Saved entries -

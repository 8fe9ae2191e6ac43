use crate::ast::{FieldValue, LogicTrace};
use itertools::Itertools;

/// Formats condition traces into human-readable strings
pub struct TraceFormatter;

impl TraceFormatter {
    /// Format a logic trace into a human-readable explanation.
    pub fn format_trace(trace: &LogicTrace) -> String {
        // Start the recursive formatting with the lowest possible parent precedence.
        Self::format_recursive(trace, 0)
    }

    /// Recursively formats the trace, adding parentheses only when necessary.
    fn format_recursive(trace: &LogicTrace, parent_precedence: u8) -> String {
        let current_precedence = trace.precedence();
        let needs_parens = current_precedence < parent_precedence;

        let body = match trace {
            LogicTrace::Group {
                policy, children, ..
            } => {
                let separator = format!(" {} ", policy.symbol());
                // A single child needs no grouping of its own.
                let child_precedence = if children.len() == 1 {
                    parent_precedence
                } else {
                    current_precedence
                };
                children
                    .iter()
                    .map(|child| Self::format_recursive(child, child_precedence))
                    .join(&separator)
            }
            LogicTrace::Negated { child, .. } => {
                format!("NOT {}", Self::format_recursive(child, u8::MAX))
            }
            LogicTrace::Condition {
                target,
                operator,
                expected,
                actual,
                ..
            } => {
                let seen = match actual {
                    Some(value) => format!("(was {})", Self::format_value(value)),
                    None => "(no such field)".to_string(),
                };
                if operator == "is_empty" || operator == "is_not_empty" {
                    format!("{} {} {}", target, seen, operator)
                } else {
                    format!(
                        "{} {} {} {}",
                        target,
                        seen,
                        operator,
                        Self::format_value(expected)
                    )
                }
            }
            LogicTrace::Inert => "always".to_string(),
        };

        if needs_parens && !matches!(trace, LogicTrace::Group { children, .. } if children.len() == 1)
        {
            format!("({})", body)
        } else {
            body
        }
    }

    /// Format a value for display.
    fn format_value(value: &FieldValue) -> String {
        match value {
            FieldValue::Null => "empty".to_string(),
            FieldValue::Text(s) => format!("\"{}\"", s),
            FieldValue::List(items) => {
                format!("[{}]", items.iter().map(Self::format_value).join(", "))
            }
            other => other.to_string(),
        }
    }
}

TASK TO CARRY OUT - What lines in the entries contain "seen"? Report each one by copying it.

RESPONSE -
                let seen = match actual {
                    format!("{} {} {}", target, seen, operator)
                        seen,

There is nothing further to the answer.